The task = Determine how many lines of the entries that follow contain "InsufficientInventory", and respond with that number alone.

Data to examine =
::::

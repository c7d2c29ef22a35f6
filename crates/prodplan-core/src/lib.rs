//! # Production Planning Core
//!
//! 核心資料模型、單位換算與持久層介面

pub mod catalog;
pub mod config;
pub mod event;
pub mod inventory;
pub mod snapshot;
pub mod store;
pub mod target;
pub mod units;

// Re-export 主要類型
pub use catalog::{
    Bundle, Catalog, Component, ComponentKind, EntityRef, Ingredient, MemoryCatalog, Recipe,
    YieldConfig,
};
pub use config::EngineConfig;
pub use event::{AssemblyEvent, ConsumptionRecord, ConsumptionSource, EventKind, ProductionEvent};
pub use inventory::{FinishedGoods, InventoryLot};
pub use snapshot::{BundleSnapshot, RecipeSnapshot};
pub use store::{InventoryRead, MemoryStore, MemoryTransaction, Savepoint, UnitOfWork};
pub use target::{Target, TargetKind};
pub use units::{Dimension, ItemConversion, UnitConverter};

use rust_decimal::Decimal;

/// 配置錯誤（致命，不重試）
#[derive(Debug, Clone, PartialEq, Eq, thiserror::Error)]
pub enum ConfigurationError {
    #[error("組合結構存在循環: {}", path.join(" → "))]
    CyclicComposition { path: Vec<String> },

    #[error("配方 {recipe} 缺少產量配置")]
    MissingYieldConfig { recipe: String },

    #[error("組合 {bundle} 巢狀深度 {depth} 超過上限 {limit}")]
    CompositionTooDeep {
        bundle: String,
        depth: usize,
        limit: usize,
    },

    #[error("組合 {bundle} 對成品 {recipe} 的用量 {quantity} 不是整數")]
    FractionalUnitQuantity {
        bundle: String,
        recipe: String,
        quantity: Decimal,
    },

    #[error("配方 {recipe} 的產量必須為正數，實際為 {yield_per_batch}")]
    NonPositiveYield {
        recipe: String,
        yield_per_batch: Decimal,
    },
}

/// 生產計劃錯誤類型
#[derive(Debug, Clone, PartialEq, thiserror::Error)]
pub enum PlanError {
    #[error("配置錯誤: {0}")]
    Configuration(#[from] ConfigurationError),

    #[error("庫存不足：物料 {item}（{unit}）需要 {needed}，可用 {available}，短缺 {shortfall}")]
    InsufficientInventory {
        item: String,
        unit: String,
        needed: Decimal,
        available: Decimal,
        shortfall: Decimal,
    },

    #[error("單位不相容：物料 {item} 無法由 {from} 換算為 {to}")]
    IncompatibleUnits {
        item: String,
        from: String,
        to: String,
    },

    #[error("無效的數量：{field} = {value}")]
    InvalidQuantity { field: String, value: Decimal },

    #[error("找不到{kind}: {id}")]
    NotFound { kind: &'static str, id: String },

    #[error("持久層錯誤: {0}")]
    Storage(String),
}

impl PlanError {
    /// 建立庫存不足錯誤（短缺量自動計算）
    pub fn insufficient(item: &str, unit: &str, needed: Decimal, available: Decimal) -> Self {
        Self::InsufficientInventory {
            item: item.to_string(),
            unit: unit.to_string(),
            needed,
            available,
            shortfall: (needed - available).max(Decimal::ZERO),
        }
    }

    /// 建立無效數量錯誤
    pub fn invalid_quantity(field: &str, value: Decimal) -> Self {
        Self::InvalidQuantity {
            field: field.to_string(),
            value,
        }
    }

    /// 是否為配置類錯誤
    pub fn is_configuration(&self) -> bool {
        matches!(self, Self::Configuration(_))
    }
}

pub type Result<T> = std::result::Result<T, PlanError>;

/// 計劃警告
#[derive(Debug, Clone, PartialEq, Eq, serde::Serialize, serde::Deserialize)]
pub struct PlanWarning {
    pub subject: String,
    pub message: String,
    pub severity: WarningSeverity,
}

impl PlanWarning {
    pub fn new(subject: String, message: String, severity: WarningSeverity) -> Self {
        Self {
            subject,
            message,
            severity,
        }
    }

    pub fn info(subject: String, message: String) -> Self {
        Self::new(subject, message, WarningSeverity::Info)
    }

    pub fn warning(subject: String, message: String) -> Self {
        Self::new(subject, message, WarningSeverity::Warning)
    }
}

#[derive(Debug, Clone, Copy, PartialEq, Eq, serde::Serialize, serde::Deserialize)]
pub enum WarningSeverity {
    Info,
    Warning,
}
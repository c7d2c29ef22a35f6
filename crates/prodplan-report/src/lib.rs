//! # Production Progress Report
//!
//! 目標完成度與可行性報表（唯讀）

pub mod feasibility;
pub mod progress;

// Re-export 主要類型
pub use feasibility::{Feasibility, FeasibilityChecker, Shortage};
pub use progress::{ProgressEvaluator, ProgressReport, ProgressStatus, TargetProgress};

::::

Answer section = 2